Fears were growing last night that Britain faces an explosion in the cost of living, with spiralling inflation threatening to erode savings and squeeze households already facing higher taxes.
The consumer price index (CPI) shot up in December at the fastest rate since the Office of National Statistics (ONS) began reporting it in 1996, the ONS revealed yesterday.
The spiralling inflation pours doubt on the Bank of England’s credibility after it yet again chose to keep interest rates at historic lows last week.
CPI inflation jumped by one per cent compared to November, pushing the annual level to 3.7 per cent – above the expectations of economists, who on average expected inflation of 3.4 per cent.
The retail price index (RPI), which includes some housing related and council tax costs, increased from 4.7 per cent to 4.8 per cent. The ONS said that depreciating house values stopped the measure increasing even further.
And the tax and prices index (TPI), which includes direct taxes, is up at 5.2 per cent, despite measuring just 3.2 per cent in January last year. On top of this month’s VAT hike, households will face another increase in National Insurance contributions from April.
Inflation continues to shock official forecasters, such as the government’s fiscal watchdog. In June the Office for Budget Responsibility (OBR) predicted inflation would average just 2.4 per cent this year.
And at the time of last year’s general election the Bank cited forecasts expecting inflation to drop to 1.8 per cent from April this year.
However, inflation has now been above three per cent for 12 consecutive months.
The ballooning prices were predicted by Simon Ward, chief economist at Henderson, who now expects inflation to reach 4.3 per cent by next month.
CPI inflation will likely remain above four per cent for the whole year, Ward said.

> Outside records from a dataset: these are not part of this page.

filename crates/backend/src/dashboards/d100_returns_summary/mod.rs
pub mod repository;
pub mod service;
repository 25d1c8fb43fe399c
//! Domain aggregates

pub mod common;

pub mod a001_sales_order;
pub mod a002_return_order;
pub mod a003_inspection;
pub mod executor;

pub use executor::LookupOrderExecutor;
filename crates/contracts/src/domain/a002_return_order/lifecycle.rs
use crate::enums::ReturnStatus;
use serde::{Deserialize, Serialize};

/// Lifecycle event on a return order
#[derive(Debug, Clone, Copy, PartialEq, Eq, Hash, Serialize, Deserialize)]
#[serde(rename_all = "SCREAMING_SNAKE_CASE")]
pub enum ReturnEvent {
    Approve,
    Reject,
    MarkInTransit,
    ReceivePackage,
    BeginInspection,
    CompleteInspection,
    ShelveRestock,
    CalculateRefund,
    IssueFullRefund,
    IssuePartialRefund,
    Close,
    Cancel,
}

impl ReturnEvent {
    /// Wire code of the event, also used in the audit log
    pub fn code(&self) -> &'static str {
        match self {
            ReturnEvent::Approve => "APPROVE",
            ReturnEvent::Reject => "REJECT",
            ReturnEvent::MarkInTransit => "MARK_IN_TRANSIT",
            ReturnEvent::ReceivePackage => "RECEIVE_PACKAGE",
            ReturnEvent::BeginInspection => "BEGIN_INSPECTION",
            ReturnEvent::CompleteInspection => "COMPLETE_INSPECTION",
            ReturnEvent::ShelveRestock => "SHELVE_RESTOCK",
            ReturnEvent::CalculateRefund => "CALCULATE_REFUND",
            ReturnEvent::IssueFullRefund => "ISSUE_FULL_REFUND",
            ReturnEvent::IssuePartialRefund => "ISSUE_PARTIAL_REFUND",
            ReturnEvent::Close => "CLOSE",
            ReturnEvent::Cancel => "CANCEL",
        }
    }

    /// Verb phrase used in error messages
    pub fn display_name(&self) -> &'static str {
        match self {
            ReturnEvent::Approve => "approve",
            ReturnEvent::Reject => "reject",
            ReturnEvent::MarkInTransit => "mark in transit",
            ReturnEvent::ReceivePackage => "receive",
            ReturnEvent::BeginInspection => "begin inspecting",
            ReturnEvent::CompleteInspection => "complete inspection of",
            ReturnEvent::ShelveRestock => "restock",
            ReturnEvent::CalculateRefund => "calculate a refund for",
            ReturnEvent::IssueFullRefund => "refund",
            ReturnEvent::IssuePartialRefund => "partially refund",
            ReturnEvent::Close => "close",
            ReturnEvent::Cancel => "cancel",
        }
    }

    /// All events
    pub fn all() -> Vec<ReturnEvent> {
        vec![
            ReturnEvent::Approve,
            ReturnEvent::Reject,
            ReturnEvent::MarkInTransit,
            ReturnEvent::ReceivePackage,
            ReturnEvent::BeginInspection,
            ReturnEvent::CompleteInspection,
            ReturnEvent::ShelveRestock,
            ReturnEvent::CalculateRefund,
            ReturnEvent::IssueFullRefund,
            ReturnEvent::IssuePartialRefund,
            ReturnEvent::Close,
            ReturnEvent::Cancel,
        ]
    }
}

impl ToString for ReturnEvent {
    fn to_string(&self) -> String {
        self.code().to_string()
    }
}

/// One row of the append-only audit trail of a return order.
///
/// `event` holds the lifecycle event code, or "CREATE" for the row
/// written when the return comes into existence.
#[derive(Debug, Clone, Serialize, Deserialize)]
pub struct ReturnEventRecord {
    pub id: String,
    #[serde(rename = "returnOrderId")]
    pub return_order_id: String,
    pub event: String,
    #[serde(rename = "fromStatus")]
    pub from_status: Option<String>,
    #[serde(rename = "toStatus")]
    pub to_status: String,
    /// Username of the staff member, or "system"
    pub actor: String,
    #[serde(default)]
    pub note: Option<String>,
    #[serde(rename = "createdAt")]
    pub created_at: chrono::DateTime<chrono::Utc>,
}

/// One row of the transition table
#[derive(Debug, Clone, Copy)]
pub struct Transition {
    pub event: ReturnEvent,
    pub allowed_from: &'static [ReturnStatus],
    pub to: ReturnStatus,
}

/// The whole lifecycle in one place.
///
/// Each event appears exactly once; an event fired from a status not in
/// its `allowed_from` list is rejected without touching state.
pub const TRANSITIONS: &[Transition] = &[
    Transition {
        event: ReturnEvent::Approve,
        allowed_from: &[ReturnStatus::Pending],
        to: ReturnStatus::Approved,
    },
    Transition {
        event: ReturnEvent::Reject,
        allowed_from: &[ReturnStatus::Pending],
        to: ReturnStatus::Rejected,
    },
    Transition {
        event: ReturnEvent::MarkInTransit,
        allowed_from: &[ReturnStatus::Approved],
        to: ReturnStatus::InTransit,
    },
    Transition {
        event: ReturnEvent::ReceivePackage,
        allowed_from: &[ReturnStatus::Approved, ReturnStatus::InTransit],
        to: ReturnStatus::Received,
    },
    Transition {
        event: ReturnEvent::BeginInspection,
        allowed_from: &[ReturnStatus::Received],
        to: ReturnStatus::Inspecting,
    },
    Transition {
        event: ReturnEvent::CompleteInspection,
        allowed_from: &[ReturnStatus::Inspecting],
        to: ReturnStatus::InspectionComplete,
    },
    Transition {
        event: ReturnEvent::ShelveRestock,
        allowed_from: &[ReturnStatus::InspectionComplete],
        to: ReturnStatus::Restocking,
    },
    Transition {
        event: ReturnEvent::CalculateRefund,
        allowed_from: &[ReturnStatus::InspectionComplete, ReturnStatus::Restocking],
        to: ReturnStatus::RefundPending,
    },
    Transition {
        event: ReturnEvent::IssueFullRefund,
        allowed_from: &[ReturnStatus::RefundPending],
        to: ReturnStatus::Refunded,
    },
    Transition {
        event: ReturnEvent::IssuePartialRefund,
        allowed_from: &[ReturnStatus::RefundPending],
        to: ReturnStatus::PartiallyRefunded,
    },
    Transition {
        event: ReturnEvent::Close,
        allowed_from: &[
            ReturnStatus::Refunded,
            ReturnStatus::PartiallyRefunded,
            ReturnStatus::Rejected,
        ],
        to: ReturnStatus::Closed,
    },
    Transition {
        event: ReturnEvent::Cancel,
        allowed_from: &[ReturnStatus::Pending, ReturnStatus::Approved],
        to: ReturnStatus::Cancelled,
    },
];

/// Attempted lifecycle event from a status that does not allow it
#[derive(Debug, Clone, PartialEq, Eq)]
pub struct InvalidTransition {
    pub current: ReturnStatus,
    pub event: ReturnEvent,
    pub allowed: &'static [ReturnStatus],
}

impl std::fmt::Display for InvalidTransition {
    fn fmt(&self, f: &mut std::fmt::Formatter<'_>) -> std::fmt::Result {
        let allowed = self
            .allowed
            .iter()
            .map(|s| s.code())
            .collect::<Vec<_>>()
            .join(" or ");
        write!(
            f,
            "Cannot {} return with status: {}. Must be {}.",
            self.event.display_name(),
            self.current.code(),
            allowed
        )
    }
}

impl std::error::Error for InvalidTransition {}

/// Destination status for `event` fired from `current`, or the reason
/// it is not allowed. Pure: the caller owns applying the result.
pub fn apply(current: ReturnStatus, event: ReturnEvent) -> Result<ReturnStatus, InvalidTransition> {
    for transition in TRANSITIONS {
        if transition.event == event {
            if transition.allowed_from.contains(&current) {
                return Ok(transition.to);
            }
            return Err(InvalidTransition {
                current,
                event,
                allowed: transition.allowed_from,
            });
        }
    }
    // Unreachable while TRANSITIONS covers every event; kept as a
    // rejection rather than a panic so a gap fails closed.
    Err(InvalidTransition {
        current,
        event,
        allowed: &[],
    })
}

/// Source statuses from which `event` may fire
pub fn allowed_sources(event: ReturnEvent) -> &'static [ReturnStatus] {
    TRANSITIONS
        .iter()
        .find(|t| t.event == event)
        .map(|t| t.allowed_from)
        .unwrap_or(&[])
}

/// True when no event leads out of `status` (CLOSED, CANCELLED).
/// REJECTED and the refunded statuses still accept Close for archival.
pub fn is_terminal(status: ReturnStatus) -> bool {
    !TRANSITIONS.iter().any(|t| t.allowed_from.contains(&status))
}

#[cfg(test)]
mod tests {
    use super::*;

    #[test]
    fn every_event_has_exactly_one_rule() {
        for event in ReturnEvent::all() {
            let rules = TRANSITIONS.iter().filter(|t| t.event == event).count();
            assert_eq!(rules, 1, "event {} must have one rule", event.code());
        }
        assert_eq!(TRANSITIONS.len(), ReturnEvent::all().len());
    }

    #[test]
    fn allowed_pairs_reach_their_destination() {
        for transition in TRANSITIONS {
            for &source in transition.allowed_from {
                assert_eq!(apply(source, transition.event), Ok(transition.to));
            }
        }
    }

    #[test]
    fn every_disallowed_pair_is_rejected_in_place() {
        for event in ReturnEvent::all() {
            let allowed = allowed_sources(event);
            for status in ReturnStatus::all() {
                if allowed.contains(&status) {
                    continue;
                }
                let err = apply(status, event).unwrap_err();
                assert_eq!(err.current, status);
                assert_eq!(err.event, event);
                assert_eq!(err.allowed, allowed);
            }
        }
    }

    #[test]
    fn receive_requires_approved_or_in_transit() {
        assert_eq!(
            apply(ReturnStatus::Approved, ReturnEvent::ReceivePackage),
            Ok(ReturnStatus::Received)
        );
        assert_eq!(
            apply(ReturnStatus::InTransit, ReturnEvent::ReceivePackage),
            Ok(ReturnStatus::Received)
        );
        let err = apply(ReturnStatus::Received, ReturnEvent::ReceivePackage).unwrap_err();
        assert_eq!(
            err.to_string(),
            "Cannot receive return with status: RECEIVED. Must be APPROVED or IN_TRANSIT."
        );
    }

    #[test]
    fn closed_and_cancelled_absorb() {
        for status in [ReturnStatus::Closed, ReturnStatus::Cancelled] {
            assert!(is_terminal(status));
            for event in ReturnEvent::all() {
                assert!(apply(status, event).is_err());
            }
        }
    }

    #[test]
    fn rejected_accepts_only_archival() {
        assert!(!is_terminal(ReturnStatus::Rejected));
        assert_eq!(
            apply(ReturnStatus::Rejected, ReturnEvent::Close),
            Ok(ReturnStatus::Closed)
        );
        for event in ReturnEvent::all() {
            if event != ReturnEvent::Close {
                assert!(apply(ReturnStatus::Rejected, event).is_err());
            }
        }
    }

    #[test]
    fn cancel_only_from_pending_or_approved() {
        assert_eq!(
            apply(ReturnStatus::Pending, ReturnEvent::Cancel),
            Ok(ReturnStatus::Cancelled)
        );
        assert_eq!(
            apply(ReturnStatus::Approved, ReturnEvent::Cancel),
            Ok(ReturnStatus::Cancelled)
        );
        assert!(apply(ReturnStatus::Received, ReturnEvent::Cancel).is_err());
        assert!(apply(ReturnStatus::Refunded, ReturnEvent::Cancel).is_err());
    }

    #[test]
    fn happy_path_runs_start_to_close() {
        let path = [
            ReturnEvent::Approve,
            ReturnEvent::MarkInTransit,
            ReturnEvent::ReceivePackage,
            ReturnEvent::BeginInspection,
            ReturnEvent::CompleteInspection,
            ReturnEvent::ShelveRestock,
            ReturnEvent::CalculateRefund,
            ReturnEvent::IssueFullRefund,
            ReturnEvent::Close,
        ];
        let mut status = ReturnStatus::Pending;
        for event in path {
            status = apply(status, event).unwrap();
        }
        assert_eq!(status, ReturnStatus::Closed);
    }
}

“The Bank should already have raised interest rates well beyond 0.5 per cent some months ago,” added Mark Field, MP for the City and Westminster.

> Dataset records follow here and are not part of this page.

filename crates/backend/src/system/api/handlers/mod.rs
// Authentication handlers
pub mod auth;

// Staff account handlers
pub mod users;

// Log viewer handlers
pub mod logs;
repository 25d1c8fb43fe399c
use axum::{
    middleware,
    routing::{get, post},
    Router,
};

use crate::api::handlers;
use crate::system;
use crate::system::auth::middleware::{require_auth, require_warehouse};

/// All application routes.
///
/// The customer portal endpoints are public. Everything staff-facing
/// sits behind token auth, and the physical warehouse steps require
/// the warehouse role on top of that.
pub fn configure_routes() -> Router {
    Router::new()
        // ========================================
        // CUSTOMER PORTAL (PUBLIC)
        // ========================================
        .route(
            "/api/returns/lookup-order",
            post(handlers::usecases::u101_lookup_order),
        )
        .route(
            "/api/returns/create",
            post(handlers::usecases::u102_create_return),
        )
        // ========================================
        // STAFF: RETURNS LIST AND DETAIL
        // ========================================
        .route(
            "/api/returns",
            get(handlers::a002_return_order::list_returns)
                .layer(middleware::from_fn(require_auth)),
        )
        .route(
            "/api/returns/:rma_number",
            get(handlers::a002_return_order::get_return_detail)
                .layer(middleware::from_fn(require_auth)),
        )
        .route(
            "/api/returns/:rma_number/events",
            get(handlers::a002_return_order::get_return_events)
                .layer(middleware::from_fn(require_auth)),
        )
        // ========================================
        // STAFF: LIFECYCLE ACTIONS
        // ========================================
        .route(
            "/api/returns/:rma_number/approve",
            post(handlers::a002_return_order::approve).layer(middleware::from_fn(require_auth)),
        )
        .route(
            "/api/returns/:rma_number/reject",
            post(handlers::a002_return_order::reject).layer(middleware::from_fn(require_auth)),
        )
        .route(
            "/api/returns/:rma_number/cancel",
            post(handlers::a002_return_order::cancel).layer(middleware::from_fn(require_auth)),
        )
        .route(
            "/api/returns/:rma_number/mark-in-transit",
            post(handlers::a002_return_order::mark_in_transit)
                .layer(middleware::from_fn(require_auth)),
        )
        .route(
            "/api/returns/:rma_number/close",
            post(handlers::a002_return_order::close).layer(middleware::from_fn(require_auth)),
        )
        // ========================================
        // WAREHOUSE: PHYSICAL PROCESSING
        // ========================================
        .route(
            "/api/returns/:rma_number/receive",
            post(handlers::usecases::u103_receive_package)
                .layer(middleware::from_fn(require_warehouse)),
        )
        .route(
            "/api/returns/items/:item_id/inspect",
            post(handlers::usecases::u104_inspect_item)
                .layer(middleware::from_fn(require_warehouse)),
        )
        .route(
            "/api/returns/:rma_number/refund",
            post(handlers::usecases::u105_process_refund)
                .layer(middleware::from_fn(require_warehouse)),
        )
        .route(
            "/api/returns/:rma_number/shelve-restock",
            post(handlers::a002_return_order::shelve_restock)
                .layer(middleware::from_fn(require_warehouse)),
        )
        // ========================================
        // STAFF: SALES ORDERS
        // ========================================
        .route(
            "/api/orders",
            get(handlers::a001_sales_order::list_all).layer(middleware::from_fn(require_auth)),
        )
        .route(
            "/api/orders/:id",
            get(handlers::a001_sales_order::get_by_id).layer(middleware::from_fn(require_auth)),
        )
        .route(
            "/api/orders/testdata",
            post(handlers::a001_sales_order::insert_test_data)
                .layer(middleware::from_fn(require_auth)),
        )
        // ========================================
        // D100 RETURNS SUMMARY DASHBOARD
        // ========================================
        .route(
            "/api/d100/returns_summary",
            get(handlers::d100_returns_summary::get_metrics)
                .layer(middleware::from_fn(require_auth)),
        )
        .route(
            "/api/d100/returns_summary/status_counts",
            get(handlers::d100_returns_summary::get_status_counts)
                .layer(middleware::from_fn(require_auth)),
        )
        // ========================================
        // SYSTEM: AUTH, USERS, LOGS
        // ========================================
        .merge(system::api::routes::configure_system_routes())
}
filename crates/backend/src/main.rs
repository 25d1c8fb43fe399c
#![allow(clippy::manual_div_ceil, clippy::type_complexity)]

pub mod api;
pub mod dashboards;
pub mod domain;
pub mod shared;
pub mod system;
pub mod usecases;

#[tokio::main]
async fn main() -> anyhow::Result<()> {
    use axum::http::{header, Method};
    use axum::middleware;
    use std::net::SocketAddr;
    use tokio::net::TcpListener;
    use tower_http::cors::{Any, CorsLayer};

    system::tracing::initialize()?;

    let config = shared::config::init_config()?;
    let db_path = shared::config::get_database_path(config)?;
    let db_path = db_path.to_string_lossy().into_owned();
    shared::data::db::initialize_database(Some(&db_path)).await?;

    // First-run bootstrap
    system::initialization::ensure_admin_user_exists().await?;
    domain::a001_sales_order::service::ensure_demo_orders().await?;

    let cors = CorsLayer::new()
        .allow_origin(Any)
        .allow_methods([
            Method::GET,
            Method::POST,
            Method::PUT,
            Method::DELETE,
            Method::OPTIONS,
        ])
        .allow_headers([header::CONTENT_TYPE, header::ACCEPT, header::AUTHORIZATION]);

    let app = api::routes::configure_routes()
        .layer(middleware::from_fn(
            system::middleware::request_logger::request_logger,
        ))
        .layer(cors);

    let addr: SocketAddr = ([0, 0, 0, 0], 3000).into();

    tracing::info!("Attempting to bind server to http://{}", addr);
    let listener = match TcpListener::bind(addr).await {
        Ok(listener) => {
            tracing::info!("Server successfully bound to {}", addr);
            listener
        }
        Err(e) => {
            if e.kind() == std::io::ErrorKind::AddrInUse {
                tracing::error!(
                    "Error: Port 3000 is already in use. Please ensure no other process is using this port."
                );
            } else {
                tracing::error!("Failed to bind to port 3000. Error: {}", e);
            }
            return Err(e.into());
        }
    };

    axum::serve(listener, app).await?;

    Ok(())
}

“The inflation we are now witnessing comes as some of us feared as a direct result of the prolonged policy of quantitative easing (printing money),” he added.
The criticism was echoed by his Conservative parliamentary colleague Douglas Carswell, who described the UK’s inflationary dilemma as “hardly shocking.”
“If you print lots of new money with quantitative easing, you diminish the worth of the currency you already have,” Carswell said.
“It appears to be deliberate policy as a means of coping with the vast public debts we now face. As happened in the 1970s, inflation will be allowed to erode large public debts, but in doing so, diminish private wealth,” he added.
Suspicions over the use of inflation to erode government debt were voiced by a former senior Treasury official earlier in the month.
“A dose of inflation is one route forward for a bad overborrowed economy,” Sir Steve Robson said. “Certainly it is not evident what other route policymakers have in mind.”
But the Bank’s Paul Fisher insisted that inflationary effects are only short term and said the Bank is confident of reaching its medium term objectives.
“It is very uncomfortable,” he admitted, “but I wouldn't want to go back and change policy.”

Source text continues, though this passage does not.